By way of comparison, it was shown by the experts of the different panels that if the work of informal carers was integrated into the formal economy and paid, it would represent an equivalent of 9% of the world’s GDP, equivalent to the tourism sector.
Ministers and Secretaries of State acknowledged strong advances, such as ILO Convention 189 and the implementation of the European Care Strategy. They also insisted on the need to look at what is being done outside the EU, as other continents also share the same problem. They cited the example of the Buenos Aires Commitment adopted at the XV Regional Conference on Women in Latin America and the Caribbean, in 2022, which proposes a path to evolve towards the care society, as well as the proposal for a bi-regional pact for care between Latin America and the European Union that was developed at a summit of heads of state held in July 2023, in order to promote cooperation in the field of human rights protection, public policies and care systems between the two regions.

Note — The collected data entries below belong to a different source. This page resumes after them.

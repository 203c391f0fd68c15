//! Time and timestamp helpers.

use chrono::{DateTime, Utc};

/// UTC timestamp attached to characteristic-change notifications.
pub type Timestamp = DateTime<Utc>;

/// Return the current UTC time.
#[must_use]
pub fn now() -> Timestamp {
    Utc::now()
}
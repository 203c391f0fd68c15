//! Typed accessory identifier backed by a UUID.

use std::fmt;
use std::str::FromStr;

use serde::{Deserialize, Serialize};

/// Namespace for name-derived accessory identifiers.
const ACCESSORY_NAMESPACE: uuid::Uuid = uuid::Uuid::from_u128(0x6b1f_4c2e_9a43_4d7e_8f0a_3c5d_2e71_b9a4);

/// Unique identifier for a simulated accessory.
///
/// Identifiers derived with [`from_name`](Self::from_name) are stable: the
/// same configured device name always yields the same id, which is how a
/// restarted process finds the accessory the host cached.
#[derive(Debug, Clone, Copy, PartialEq, Eq, Hash, PartialOrd, Ord, Serialize, Deserialize)]
pub struct AccessoryId(uuid::Uuid);

impl Default for AccessoryId {
    fn default() -> Self {
        Self(uuid::Uuid::new_v4())
    }
}

impl AccessoryId {
    /// Generate a new random identifier.
    #[must_use]
    pub fn new() -> Self {
        Self::default()
    }

    /// Derive the identifier for a configured device name.
    #[must_use]
    pub fn from_name(name: &str) -> Self {
        Self(uuid::Uuid::new_v5(&ACCESSORY_NAMESPACE, name.as_bytes()))
    }

    /// Wrap an existing UUID.
    #[must_use]
    pub fn from_uuid(uuid: uuid::Uuid) -> Self {
        Self(uuid)
    }

    /// Access the inner UUID.
    #[must_use]
    pub fn as_uuid(self) -> uuid::Uuid {
        self.0
    }
}

impl fmt::Display for AccessoryId {
    fn fmt(&self, f: &mut fmt::Formatter<'_>) -> fmt::Result {
        fmt::Display::fmt(&self.0, f)
    }
}

impl FromStr for AccessoryId {
    type Err = uuid::Error;

    fn from_str(s: &str) -> Result<Self, Self::Err> {
        uuid::Uuid::parse_str(s).map(Self)
    }
}
//! Sensor trigger: pulses the auxiliary sensor's detected characteristic.
//!
//! A pulse sets the characteristic to its event value immediately and resets
//! it after [`SENSOR_RESET_DELAY`]. The pending reset is a tokio task owned by
//! the `Pulsed` state: re-triggering aborts it and schedules a
//! fresh one. Cancelling a pulse (explicitly or by dropping the trigger)
//! aborts the reset and pushes the idle value at once, so the host never
//! keeps a detected state nobody will clear.

use std::sync::{Arc, Mutex};
use std::time::Duration;

use tokio::task::JoinHandle;
use tokio::time::Instant;

use homesim_domain::catalog::ServiceKey;
use homesim_domain::device::SensorKind;
use homesim_domain::id::AccessoryId;

use super::lock;
use crate::ports::AccessoryHost;

/// How long a sensor stays in its event state after a trigger.
pub const SENSOR_RESET_DELAY: Duration = Duration::from_millis(3000);

enum SensorPulse {
    Idle,
    Pulsed {
        generation: u64,
        /// `None` when no runtime was available to schedule the reset.
        reset: Option<JoinHandle<()>>,
    },
}

struct PulseState {
    generation: u64,
    pulse: SensorPulse,
}

pub(crate) struct SensorTrigger<H: AccessoryHost> {
    kind: SensorKind,
    accessory: AccessoryId,
    service: ServiceKey,
    host: H,
    state: Arc<Mutex<PulseState>>,
}

impl<H: AccessoryHost> SensorTrigger<H> {
    pub(crate) fn new(host: H, accessory: AccessoryId, kind: SensorKind) -> Self {
        Self {
            kind,
            accessory,
            service: service_key(kind),
            host,
            state: Arc::new(Mutex::new(PulseState {
                generation: 0,
                pulse: SensorPulse::Idle,
            })),
        }
    }

    pub(crate) fn kind(&self) -> SensorKind {
        self.kind
    }

    /// Whether a pulse is in progress.
    pub(crate) fn is_detected(&self) -> bool {
        matches!(lock(&self.state).pulse, SensorPulse::Pulsed { .. })
    }

    /// End a pulse in progress now instead of after the delay.
    ///
    /// Does nothing when the sensor is idle.
    pub(crate) fn cancel(&self) {
        let mut state = lock(&self.state);
        if let SensorPulse::Pulsed { reset, .. } =
            std::mem::replace(&mut state.pulse, SensorPulse::Idle)
        {
            if let Some(reset) = reset {
                reset.abort();
            }
            tracing::debug!(accessory = %self.accessory, sensor = %self.kind, "sensor pulse cancelled");
            publish(&self.host, self.accessory, &self.service, self.kind, false);
        }
    }
}

impl<H: AccessoryHost + Clone + 'static> SensorTrigger<H> {
    /// Start a pulse, replacing any pulse already in progress.
    pub(crate) fn trigger(&self) {
        let mut state = lock(&self.state);
        state.generation = state.generation.wrapping_add(1);
        let generation = state.generation;

        if let SensorPulse::Pulsed {
            reset: Some(reset), ..
        } = &state.pulse
        {
            reset.abort();
            tracing::debug!(accessory = %self.accessory, sensor = %self.kind, "pending sensor reset cancelled");
        }

        publish(&self.host, self.accessory, &self.service, self.kind, true);

        let deadline = Instant::now() + SENSOR_RESET_DELAY;
        let reset = match tokio::runtime::Handle::try_current() {
            Ok(runtime) => Some(runtime.spawn(reset_after(
                self.host.clone(),
                self.accessory,
                self.service.clone(),
                self.kind,
                Arc::clone(&self.state),
                generation,
                deadline,
            ))),
            Err(_) => {
                tracing::warn!(
                    accessory = %self.accessory,
                    sensor = %self.kind,
                    "no async runtime, sensor reset not scheduled"
                );
                None
            }
        };

        state.pulse = SensorPulse::Pulsed { generation, reset };
    }
}

impl<H: AccessoryHost> Drop for SensorTrigger<H> {
    fn drop(&mut self) {
        self.cancel();
    }
}

/// Sub-service key for a sensor kind; the kind name is the subtype.
pub(crate) fn service_key(kind: SensorKind) -> ServiceKey {
    ServiceKey::with_subtype(kind.service_type(), kind.as_str())
}

async fn reset_after<H: AccessoryHost>(
    host: H,
    accessory: AccessoryId,
    service: ServiceKey,
    kind: SensorKind,
    pulse_state: Arc<Mutex<PulseState>>,
    generation: u64,
    deadline: Instant,
) {
    tokio::time::sleep_until(deadline).await;

    let mut state = lock(&pulse_state);
    // a newer pulse owns the sensor now
    if !matches!(state.pulse, SensorPulse::Pulsed { generation: current, .. } if current == generation)
    {
        return;
    }
    state.pulse = SensorPulse::Idle;
    publish(&host, accessory, &service, kind, false);
}

fn publish<H: AccessoryHost>(
    host: &H,
    accessory: AccessoryId,
    service: &ServiceKey,
    kind: SensorKind,
    detected: bool,
) {
    tracing::debug!(%accessory, sensor = %kind, detected, "sensor pulse");
    if let Err(err) = host.notify_characteristic(
        accessory,
        service,
        kind.detected_characteristic(),
        kind.detected_value(detected),
    ) {
        tracing::warn!(%accessory, sensor = %kind, error = %err, "failed to push sensor state");
    }
}
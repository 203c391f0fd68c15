//! Device configuration: which kind of accessory to simulate and which
//! auxiliary sensor, if any, it carries.

use std::collections::HashSet;
use std::fmt;

use serde::{Deserialize, Serialize};

use crate::catalog::{CharacteristicType, CharacteristicValue, ServiceType};
use crate::error::{HomesimError, ValidationError};
use crate::id::AccessoryId;

/// The primary behaviour of a simulated device.
#[derive(Debug, Clone, Copy, PartialEq, Eq, Hash, Serialize, Deserialize)]
#[serde(rename_all = "lowercase")]
pub enum DeviceKind {
    Switch,
    Dimmer,
    Blind,
}

impl DeviceKind {
    /// The primary service exposed for this kind.
    #[must_use]
    pub fn primary_service(self) -> ServiceType {
        match self {
            Self::Switch => ServiceType::Switch,
            Self::Dimmer => ServiceType::Lightbulb,
            Self::Blind => ServiceType::WindowCovering,
        }
    }

    /// The characteristic a level write is bound to, if the kind has one.
    #[must_use]
    pub fn level_characteristic(self) -> Option<CharacteristicType> {
        match self {
            Self::Switch => None,
            Self::Dimmer => Some(CharacteristicType::Brightness),
            Self::Blind => Some(CharacteristicType::TargetPosition),
        }
    }

    /// Model string reported in the accessory information service.
    #[must_use]
    pub fn model(self) -> &'static str {
        match self {
            Self::Switch => "Virtual Switch",
            Self::Dimmer => "Virtual Dimmer",
            Self::Blind => "Virtual Blind",
        }
    }

    #[must_use]
    pub fn as_str(self) -> &'static str {
        match self {
            Self::Switch => "switch",
            Self::Dimmer => "dimmer",
            Self::Blind => "blind",
        }
    }
}

impl fmt::Display for DeviceKind {
    fn fmt(&self, f: &mut fmt::Formatter<'_>) -> fmt::Result {
        f.write_str(self.as_str())
    }
}

/// The auxiliary sensor pulsed when a device is switched off.
#[derive(Debug, Clone, Copy, PartialEq, Eq, Hash, Serialize, Deserialize)]
#[serde(rename_all = "lowercase")]
pub enum SensorKind {
    Motion,
    Contact,
    Occupancy,
    Leak,
}

impl SensorKind {
    /// The sensor service type.
    #[must_use]
    pub fn service_type(self) -> ServiceType {
        match self {
            Self::Motion => ServiceType::MotionSensor,
            Self::Contact => ServiceType::ContactSensor,
            Self::Occupancy => ServiceType::OccupancySensor,
            Self::Leak => ServiceType::LeakSensor,
        }
    }

    /// The characteristic carrying the detected state.
    #[must_use]
    pub fn detected_characteristic(self) -> CharacteristicType {
        match self {
            Self::Motion => CharacteristicType::MotionDetected,
            Self::Contact => CharacteristicType::ContactSensorState,
            Self::Occupancy => CharacteristicType::OccupancyDetected,
            Self::Leak => CharacteristicType::LeakDetected,
        }
    }

    /// Encode the detected state the way the characteristic expects it.
    ///
    /// Motion is a plain boolean. The other three are HAP integer enums where
    /// `1` is the event state: contact not detected (open), occupancy
    /// detected, leak detected.
    #[must_use]
    pub fn detected_value(self, detected: bool) -> CharacteristicValue {
        match self {
            Self::Motion => CharacteristicValue::Bool(detected),
            Self::Contact | Self::Occupancy | Self::Leak => {
                CharacteristicValue::Int(i64::from(detected))
            }
        }
    }

    /// Subtype used for the sensor sub-service.
    #[must_use]
    pub fn as_str(self) -> &'static str {
        match self {
            Self::Motion => "motion",
            Self::Contact => "contact",
            Self::Occupancy => "occupancy",
            Self::Leak => "leak",
        }
    }
}

impl fmt::Display for SensorKind {
    fn fmt(&self, f: &mut fmt::Formatter<'_>) -> fmt::Result {
        f.write_str(self.as_str())
    }
}

/// Configuration of one simulated device.
#[derive(Debug, Clone, PartialEq, Eq, Serialize, Deserialize)]
pub struct DeviceConfig {
    /// Unique name; the accessory identity is derived from it.
    pub name: String,
    #[serde(rename = "type")]
    pub kind: DeviceKind,
    #[serde(default, skip_serializing_if = "Option::is_none")]
    pub sensor: Option<SensorKind>,
}

impl DeviceConfig {
    #[must_use]
    pub fn new(name: impl Into<String>, kind: DeviceKind) -> Self {
        Self {
            name: name.into(),
            kind,
            sensor: None,
        }
    }

    #[must_use]
    pub fn with_sensor(mut self, sensor: SensorKind) -> Self {
        self.sensor = Some(sensor);
        self
    }

    /// Identity of the accessory simulating this device.
    #[must_use]
    pub fn accessory_id(&self) -> AccessoryId {
        AccessoryId::from_name(&self.name)
    }

    /// Check domain invariants.
    ///
    /// # Errors
    ///
    /// Returns [`HomesimError::Validation`] when `name` is empty or blank.
    pub fn validate(&self) -> Result<(), HomesimError> {
        if self.name.trim().is_empty() {
            return Err(ValidationError::EmptyName.into());
        }
        Ok(())
    }
}

/// Check every device and that no name is used twice.
///
/// # Errors
///
/// Returns [`HomesimError::Validation`] for the first blank or repeated name.
pub fn validate_devices(devices: &[DeviceConfig]) -> Result<(), HomesimError> {
    let mut names = HashSet::with_capacity(devices.len());
    for device in devices {
        device.validate()?;
        if !names.insert(device.name.as_str()) {
            return Err(ValidationError::DuplicateName(device.name.clone()).into());
        }
    }
    Ok(())
}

The representatives of the Spanish Presidency recalled that all people have a right, not a privilege, to decide how, where and with whom to live; that all individuals at some point in their lives are faced with the need for care; whereas, for the time being, care is a vector of gender and socio-economic inequality; and that current systems do not take into account the wishes and needs of those who receive such care.
Finally, the speakers agreed on the fact that, in addition to significant social investment to ensure the transition to new models, it was necessary to focus on home care and social dialogue to address the weaknesses of the sector, such as the shortages, training and working conditions.